#### [Stored data]
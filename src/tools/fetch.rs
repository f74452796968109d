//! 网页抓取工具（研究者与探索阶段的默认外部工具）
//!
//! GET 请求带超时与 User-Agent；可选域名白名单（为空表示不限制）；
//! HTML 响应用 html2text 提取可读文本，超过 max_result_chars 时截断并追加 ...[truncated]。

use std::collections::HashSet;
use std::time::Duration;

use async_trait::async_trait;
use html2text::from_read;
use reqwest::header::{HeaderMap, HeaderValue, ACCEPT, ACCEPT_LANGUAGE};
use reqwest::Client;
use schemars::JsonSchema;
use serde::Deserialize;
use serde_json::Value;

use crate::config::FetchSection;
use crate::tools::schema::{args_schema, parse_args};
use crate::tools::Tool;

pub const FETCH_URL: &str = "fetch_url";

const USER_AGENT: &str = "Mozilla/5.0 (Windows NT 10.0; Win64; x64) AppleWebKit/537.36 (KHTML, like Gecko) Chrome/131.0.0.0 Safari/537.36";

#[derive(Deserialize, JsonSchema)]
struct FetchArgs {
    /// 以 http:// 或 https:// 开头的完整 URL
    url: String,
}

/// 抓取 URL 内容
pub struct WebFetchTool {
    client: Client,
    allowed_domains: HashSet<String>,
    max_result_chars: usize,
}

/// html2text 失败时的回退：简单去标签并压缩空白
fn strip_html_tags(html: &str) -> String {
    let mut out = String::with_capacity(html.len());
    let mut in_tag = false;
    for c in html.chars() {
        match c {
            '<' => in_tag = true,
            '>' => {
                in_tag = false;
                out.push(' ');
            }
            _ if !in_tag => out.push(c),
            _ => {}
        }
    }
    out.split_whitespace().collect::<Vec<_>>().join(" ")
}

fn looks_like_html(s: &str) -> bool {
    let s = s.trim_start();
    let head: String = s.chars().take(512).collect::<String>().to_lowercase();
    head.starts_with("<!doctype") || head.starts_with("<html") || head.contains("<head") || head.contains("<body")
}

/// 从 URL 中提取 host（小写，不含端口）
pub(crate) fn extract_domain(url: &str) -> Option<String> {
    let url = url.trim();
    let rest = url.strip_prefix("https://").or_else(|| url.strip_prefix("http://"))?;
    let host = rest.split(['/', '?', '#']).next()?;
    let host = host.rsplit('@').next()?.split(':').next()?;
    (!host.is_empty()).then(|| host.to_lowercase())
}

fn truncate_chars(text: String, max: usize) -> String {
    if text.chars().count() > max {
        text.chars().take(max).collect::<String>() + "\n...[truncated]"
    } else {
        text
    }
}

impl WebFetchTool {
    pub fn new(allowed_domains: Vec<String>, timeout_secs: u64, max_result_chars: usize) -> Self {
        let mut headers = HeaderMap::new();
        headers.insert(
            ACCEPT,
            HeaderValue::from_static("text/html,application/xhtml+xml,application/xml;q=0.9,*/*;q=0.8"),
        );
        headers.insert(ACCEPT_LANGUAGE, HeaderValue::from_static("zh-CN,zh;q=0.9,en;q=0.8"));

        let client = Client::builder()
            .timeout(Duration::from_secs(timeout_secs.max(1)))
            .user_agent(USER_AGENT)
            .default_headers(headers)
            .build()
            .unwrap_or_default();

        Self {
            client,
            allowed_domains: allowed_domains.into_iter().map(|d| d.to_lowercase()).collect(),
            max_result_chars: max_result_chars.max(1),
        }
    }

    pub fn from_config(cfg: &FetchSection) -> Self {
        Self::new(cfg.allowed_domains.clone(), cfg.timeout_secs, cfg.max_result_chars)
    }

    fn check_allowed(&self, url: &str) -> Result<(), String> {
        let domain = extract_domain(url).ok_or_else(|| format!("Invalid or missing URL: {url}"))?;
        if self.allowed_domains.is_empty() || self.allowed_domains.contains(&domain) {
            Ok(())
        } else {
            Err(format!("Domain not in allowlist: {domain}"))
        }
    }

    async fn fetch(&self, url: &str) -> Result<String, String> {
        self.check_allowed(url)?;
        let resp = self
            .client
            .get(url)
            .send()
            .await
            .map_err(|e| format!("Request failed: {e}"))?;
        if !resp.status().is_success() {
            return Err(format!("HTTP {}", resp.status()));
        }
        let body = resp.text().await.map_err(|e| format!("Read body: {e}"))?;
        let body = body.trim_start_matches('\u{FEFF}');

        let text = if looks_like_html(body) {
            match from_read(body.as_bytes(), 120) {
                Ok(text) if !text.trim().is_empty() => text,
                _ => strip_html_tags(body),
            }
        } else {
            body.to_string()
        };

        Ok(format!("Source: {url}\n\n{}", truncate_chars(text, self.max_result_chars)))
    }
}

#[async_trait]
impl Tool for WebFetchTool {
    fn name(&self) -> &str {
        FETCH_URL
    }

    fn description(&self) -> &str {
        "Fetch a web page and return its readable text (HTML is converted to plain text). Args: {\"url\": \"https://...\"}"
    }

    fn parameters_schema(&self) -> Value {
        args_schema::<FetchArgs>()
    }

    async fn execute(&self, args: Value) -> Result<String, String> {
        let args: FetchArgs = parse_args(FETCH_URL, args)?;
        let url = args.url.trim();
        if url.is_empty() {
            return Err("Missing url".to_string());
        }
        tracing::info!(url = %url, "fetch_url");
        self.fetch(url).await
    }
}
* * *
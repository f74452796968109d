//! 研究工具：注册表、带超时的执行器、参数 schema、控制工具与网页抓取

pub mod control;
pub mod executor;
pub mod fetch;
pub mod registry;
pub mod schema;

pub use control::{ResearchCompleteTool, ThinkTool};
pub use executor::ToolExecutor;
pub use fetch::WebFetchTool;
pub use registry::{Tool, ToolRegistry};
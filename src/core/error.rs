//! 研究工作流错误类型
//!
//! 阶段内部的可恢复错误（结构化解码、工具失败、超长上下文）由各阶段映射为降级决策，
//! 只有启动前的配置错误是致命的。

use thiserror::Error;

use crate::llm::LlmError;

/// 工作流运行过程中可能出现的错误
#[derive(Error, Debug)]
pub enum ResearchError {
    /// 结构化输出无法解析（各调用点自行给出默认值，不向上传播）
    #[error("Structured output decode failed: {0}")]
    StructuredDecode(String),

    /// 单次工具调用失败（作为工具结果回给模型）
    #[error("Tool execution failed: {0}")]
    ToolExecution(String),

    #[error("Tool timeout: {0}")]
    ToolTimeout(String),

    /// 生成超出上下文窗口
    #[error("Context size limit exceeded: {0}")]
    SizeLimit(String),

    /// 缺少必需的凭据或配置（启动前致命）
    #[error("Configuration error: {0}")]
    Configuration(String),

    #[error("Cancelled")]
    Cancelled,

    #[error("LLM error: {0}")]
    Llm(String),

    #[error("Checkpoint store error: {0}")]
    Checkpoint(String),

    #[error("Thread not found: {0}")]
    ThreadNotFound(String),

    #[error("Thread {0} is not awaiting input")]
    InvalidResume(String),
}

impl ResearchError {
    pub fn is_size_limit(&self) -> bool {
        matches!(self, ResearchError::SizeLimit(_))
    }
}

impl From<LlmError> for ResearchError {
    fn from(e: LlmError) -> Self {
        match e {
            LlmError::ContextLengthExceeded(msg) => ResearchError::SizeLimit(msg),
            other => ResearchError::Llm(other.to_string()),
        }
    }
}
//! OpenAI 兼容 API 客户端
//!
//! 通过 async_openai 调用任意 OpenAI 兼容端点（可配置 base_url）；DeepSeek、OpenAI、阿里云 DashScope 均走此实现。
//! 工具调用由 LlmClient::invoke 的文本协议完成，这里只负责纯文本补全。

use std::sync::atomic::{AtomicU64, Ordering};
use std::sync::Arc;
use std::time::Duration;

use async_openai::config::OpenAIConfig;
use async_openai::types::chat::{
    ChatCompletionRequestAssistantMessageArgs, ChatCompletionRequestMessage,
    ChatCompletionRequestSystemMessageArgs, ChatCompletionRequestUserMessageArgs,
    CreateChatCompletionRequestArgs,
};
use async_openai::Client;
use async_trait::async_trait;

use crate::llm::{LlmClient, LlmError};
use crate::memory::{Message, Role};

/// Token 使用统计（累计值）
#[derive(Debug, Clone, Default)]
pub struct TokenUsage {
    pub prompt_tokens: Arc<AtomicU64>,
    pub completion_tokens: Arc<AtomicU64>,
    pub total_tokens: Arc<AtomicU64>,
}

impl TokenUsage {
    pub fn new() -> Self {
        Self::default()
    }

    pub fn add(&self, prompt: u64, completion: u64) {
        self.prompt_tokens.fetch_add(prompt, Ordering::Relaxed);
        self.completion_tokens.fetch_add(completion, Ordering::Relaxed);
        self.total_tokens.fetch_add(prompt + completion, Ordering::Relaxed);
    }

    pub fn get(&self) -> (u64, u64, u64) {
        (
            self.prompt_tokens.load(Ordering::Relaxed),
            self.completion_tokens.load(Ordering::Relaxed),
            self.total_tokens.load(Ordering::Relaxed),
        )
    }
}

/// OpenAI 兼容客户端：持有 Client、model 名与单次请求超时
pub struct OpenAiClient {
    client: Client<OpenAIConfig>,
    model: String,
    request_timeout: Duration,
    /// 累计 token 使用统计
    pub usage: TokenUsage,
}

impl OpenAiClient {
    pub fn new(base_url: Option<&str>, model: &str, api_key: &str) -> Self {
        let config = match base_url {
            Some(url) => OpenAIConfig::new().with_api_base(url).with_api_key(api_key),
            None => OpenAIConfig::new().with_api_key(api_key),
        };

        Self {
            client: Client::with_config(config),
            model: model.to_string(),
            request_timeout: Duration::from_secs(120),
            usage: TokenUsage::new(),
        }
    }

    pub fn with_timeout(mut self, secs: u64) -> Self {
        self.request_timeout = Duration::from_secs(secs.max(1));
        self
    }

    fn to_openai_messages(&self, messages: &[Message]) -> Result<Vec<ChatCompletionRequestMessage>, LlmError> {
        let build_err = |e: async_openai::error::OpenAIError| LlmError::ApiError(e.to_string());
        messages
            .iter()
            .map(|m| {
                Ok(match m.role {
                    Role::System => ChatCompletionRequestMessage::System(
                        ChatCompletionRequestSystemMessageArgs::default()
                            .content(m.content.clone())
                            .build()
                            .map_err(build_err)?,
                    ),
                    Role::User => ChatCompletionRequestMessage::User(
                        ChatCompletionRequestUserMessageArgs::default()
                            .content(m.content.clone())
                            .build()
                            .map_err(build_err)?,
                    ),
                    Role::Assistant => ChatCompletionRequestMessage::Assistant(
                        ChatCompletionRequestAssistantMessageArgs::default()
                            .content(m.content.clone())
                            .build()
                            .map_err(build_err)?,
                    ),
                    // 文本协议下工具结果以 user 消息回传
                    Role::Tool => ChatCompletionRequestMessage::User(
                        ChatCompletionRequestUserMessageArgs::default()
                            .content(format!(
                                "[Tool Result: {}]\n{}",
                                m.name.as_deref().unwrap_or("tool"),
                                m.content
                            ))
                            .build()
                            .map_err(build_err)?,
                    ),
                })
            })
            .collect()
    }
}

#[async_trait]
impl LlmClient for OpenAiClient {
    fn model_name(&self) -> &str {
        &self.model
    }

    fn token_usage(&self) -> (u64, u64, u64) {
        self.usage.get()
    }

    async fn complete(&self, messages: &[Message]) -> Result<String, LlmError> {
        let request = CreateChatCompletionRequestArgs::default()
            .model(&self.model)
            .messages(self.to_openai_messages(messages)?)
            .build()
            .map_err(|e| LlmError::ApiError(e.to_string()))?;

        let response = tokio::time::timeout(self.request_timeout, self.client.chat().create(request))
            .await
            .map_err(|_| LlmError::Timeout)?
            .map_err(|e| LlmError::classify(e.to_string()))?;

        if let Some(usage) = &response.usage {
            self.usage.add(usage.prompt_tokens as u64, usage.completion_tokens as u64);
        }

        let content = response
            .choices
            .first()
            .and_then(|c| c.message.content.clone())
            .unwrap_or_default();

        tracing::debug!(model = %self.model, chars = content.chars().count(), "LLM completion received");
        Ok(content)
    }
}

#### [Work required]
Check each line above for the word "host" and copy every line that has it.

#### [Answer below]
/// 从 URL 中提取 host（小写，不含端口）
    let host = rest.split(['/', '?', '#']).next()?;
    let host = host.rsplit('@').next()?.split(':').next()?;
    (!host.is_empty()).then(|| host.to_lowercase())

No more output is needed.